As beginners, there is no point in wasting money to get an expensive road bike, for you just start to cycling and not sure whether you will go on or keep cycling. An entry-level roadster will generally be somewhat more expensive than a mountain bike or hybrid. If your budget is over 1000 dollars, then you may get a good one. If your budget is not enough, you can get a bike that satisfies your budget right now; and after several months if you are still interested in this sports, you can sell the old one then get a better one. That’s a good choice for beginners, in case that their enthusiasm disappears after several months.
There are many features in a bike that will contribute to the comfort that they will be able to deliver.
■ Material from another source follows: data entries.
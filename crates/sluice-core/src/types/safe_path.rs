//! Validated archive entry path.

use crate::IngestError;
use crate::Result;
use std::path::Component;
use std::path::Path;
use std::path::PathBuf;

use super::StagingDir;

/// Maximum number of components accepted in one entry name.
pub const MAX_PATH_DEPTH: usize = 64;

/// An archive entry name that has been proven to stay inside the staging
/// directory.
///
/// `SafePath` can only be constructed through [`SafePath::validate`]. It
/// rejects:
/// - null bytes
/// - absolute paths (including Windows drive prefixes)
/// - parent directory components (`..`)
/// - names that normalize to nothing
/// - names deeper than [`MAX_PATH_DEPTH`]
/// - names whose resolution leaves the staging directory
///
/// Backslashes are treated as separators, so `..\..\evil` is caught too.
///
/// # Examples
///
/// ```no_run
/// use sluice_core::types::{SafePath, StagingDir};
/// use std::path::Path;
///
/// # fn main() -> Result<(), Box<dyn std::error::Error>> {
/// let staging = StagingDir::create_in(Path::new("/tmp"))?;
///
/// let safe = SafePath::validate("maps/shape1.shp", &staging)?;
/// assert_eq!(safe.file_name(), "shape1.shp");
/// assert_eq!(safe.directory_label().as_deref(), Some("maps"));
///
/// assert!(SafePath::validate("../etc/passwd", &staging).is_err());
/// # Ok(())
/// # }
/// ```
#[derive(Debug, Clone, PartialEq, Eq, Hash)]
pub struct SafePath(PathBuf);

impl SafePath {
    /// Validates an entry name against the staging directory.
    ///
    /// # Errors
    ///
    /// Returns `IngestError::PathTraversal` for any rejected name, or
    /// `IngestError::Io` if the staging directory cannot be inspected.
    pub fn validate(name: &str, staging: &StagingDir) -> Result<Self> {
        let traversal = || IngestError::PathTraversal {
            path: PathBuf::from(name),
        };

        if name.contains('\0') {
            return Err(traversal());
        }

        let unified = name.replace('\\', "/");
        let path = Path::new(&unified);

        let mut normalized = PathBuf::new();
        let mut depth = 0;
        for component in path.components() {
            match component {
                Component::Normal(comp) => {
                    // drive-letter style prefixes on non-Windows hosts
                    if comp.to_string_lossy().contains(':') && depth == 0 {
                        return Err(traversal());
                    }
                    depth += 1;
                    normalized.push(comp);
                }
                Component::CurDir => {}
                Component::ParentDir | Component::RootDir | Component::Prefix(_) => {
                    return Err(traversal());
                }
            }
        }

        if depth == 0 {
            return Err(traversal());
        }
        if depth > MAX_PATH_DEPTH {
            return Err(traversal());
        }

        let root = staging.path();
        let resolved = root.join(&normalized);

        // The name itself cannot escape after the checks above, but an
        // existing symlinked parent could.
        if let Some(parent) = resolved.parent() {
            match parent.canonicalize() {
                Ok(canonical_parent) => {
                    if !canonical_parent.starts_with(root) {
                        return Err(traversal());
                    }
                }
                Err(e) if e.kind() == std::io::ErrorKind::NotFound => {}
                Err(e) => return Err(IngestError::Io(e)),
            }
        }

        if !resolved.starts_with(root) {
            return Err(traversal());
        }

        Ok(Self(normalized))
    }

    /// Returns the normalized relative path.
    #[inline]
    #[must_use]
    pub fn as_path(&self) -> &Path {
        &self.0
    }

    /// Last path component, used as the logical file label.
    #[must_use]
    pub fn file_name(&self) -> String {
        self.0
            .file_name()
            .map(|n| n.to_string_lossy().into_owned())
            .unwrap_or_default()
    }

    /// Folder part of the entry, `/`-separated, or `None` at the root.
    #[must_use]
    pub fn directory_label(&self) -> Option<String> {
        let parent = self.0.parent()?;
        let parts: Vec<_> = parent
            .components()
            .map(|c| c.as_os_str().to_string_lossy().into_owned())
            .collect();
        if parts.is_empty() {
            None
        } else {
            Some(parts.join("/"))
        }
    }
}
One of the most important would be the design of the seat. It should be well-cushioned, and most importantly, it should come with an adjustable height to allow you to have it positioned based on what you are most comfortable with. The handlebar should be also designed intelligently, as well as the pedals.
Your safety depends on a number of factors, such as how attentive you are when biking. Moreover, there are also features of the bike that will greatly influence your safety. There is perhaps nothing that can prove to be more important than having superior brakes, allowing the bike to be put on an immediate stop when needed. The quality of the wheels should also be excellent, as well as that of the frame.
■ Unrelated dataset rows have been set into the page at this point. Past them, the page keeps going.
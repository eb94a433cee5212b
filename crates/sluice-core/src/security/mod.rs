//! Security checks applied to uploads and archive contents.

pub mod path;
pub mod quota;

pub use path::validate_all;
pub use path::validate_path;
pub use quota::QuotaLimit;
pub use quota::QuotaTracker;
Take a look at the construction of the frame, and more importantly, the material that is used in it. Steel is one of the most common materials, which is known for being cheap, but its weight is compromised. It is heavy, and hence, will require a lot of effort on the part of the user. Beginners should stay away from this kind of material, and aluminum and carbon alloy frames are better choices.
When evaluating the wheel of a bike, take a look at its size or diameter. Choose one that is perfectly fitted for your height or weight. In addition, you should also take a look at its specific materials, especially the spoke. The tires should be well-made. They should be designed in such a way that they will be able to withstand tough surfaces. In addition, they should have an excellent grip, which can guarantee impressive traction in a variety of surfaces.
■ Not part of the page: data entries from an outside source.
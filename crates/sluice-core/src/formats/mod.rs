//! Format handling: detection, zip expansion, shapefile bundling, BagIt.

pub mod bagit;
pub mod detect;
pub mod shapefile;
pub mod zip;

use std::path::PathBuf;

pub use bagit::BagHandler;
pub use bagit::ManifestBagHandler;
pub use detect::ContentClassifier;
pub use detect::ContentType;
pub use detect::SniffingClassifier;
pub use shapefile::GroupedItem;
pub use shapefile::ShapefileGroup;
pub use zip::ZipExpander;

/// A staged file, or why its item failed.
pub type ItemOutcome = std::result::Result<StagedFile, crate::ItemError>;

/// A file sitting in temporary storage, waiting to become a
/// [`LogicalDataFile`](crate::LogicalDataFile) or be discarded.
#[derive(Debug, Clone, PartialEq, Eq)]
pub struct StagedFile {
    /// Where the bytes are.
    pub path: PathBuf,
    /// Last component of the entry name, or the declared upload name.
    pub file_name: String,
    /// Folder part of the entry name.
    pub directory_label: Option<String>,
    /// Bytes actually written.
    pub size: u64,
    /// Content type, once known.
    pub content_type: Option<ContentType>,
    /// Raw archive entry names behind this file.
    pub source_entries: Vec<String>,
}

impl StagedFile {
    /// Name used to key errors for this file: the entry name when there is
    /// exactly one, the file name otherwise.
    #[must_use]
    pub fn display_name(&self) -> &str {
        match self.source_entries.as_slice() {
            [single] => single,
            _ => &self.file_name,
        }
    }
}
Some Suggestion About Choosing A Road Bike For Beginners
- Your budget shouldn’t be too high
There is no point in wasting money on purchasing expensive road bike as beginners. So my suggestion about budget is around 1000 dollars. Purchasing a second-hand road bike is also a good choice.
- Choose a road bike with light frame
All beginners need to take some time to get used to the road bike and its functions. I suggest them to get a road bike with a light frame, like aluminum frame. It is true that steel frame is cheaper than aluminum frame, but a light frame is more suitable for beginners.
- Choose a road bike that fits your figure
It is very important to choose a bike that fits you precisely. If the diameter of the wheel is too big for you, your risk of falling off from the bike increases.
In conclusion, the best road bike for beginners may be this one: 2015 Trek Domane 2.0 Tiagra Road Bike 50cm.
Here is some information about this type of road bike.
|200 Series Alpha Aluminum, IsoSpeed, vanishing fender mounts|
|Fork||Trek IsoSpeed carbon, SpeedTrap compatible|
|Wheels||Bontrager alloy hubs, Bontrager Tubeless Ready rims|
|Front Hub||Bontrager alloy|
|Rear Hub||Bontrager alloy|
|TiresBontrager||Bontrager R1 Hard-Case Lite, 700x25c|
|Shifters||Shimano Tiagra, 10 speed|
|Crank||Shimano Tiagra, 50/34 (compact)|
|Bottom bracket||Press Fit|
|Cassette||Shimano Tiagra, 11-32, 10 speed|
|Saddle||Bontrager Paradigm 1|
|Seatpost||Bontrager alloy, 2-bolt head, 27.2mm, 8mm offset|
|Handlebar||Bontrager Race, VR-C, 31.8mm|
|Stem||Bontrager Elite, 31.8mm, 7 degree, w/Blendr computer & light mounts|
|Headset||1-1/8" integrated, semi-cartridge bearings|
Of course, this is just one recommendation for beginners. If you really want to find the best road bike, a lot of riding test is essential and inevitable. Only by this means can you find a road bike that suits you the best. Hope you enjoy your cycling life!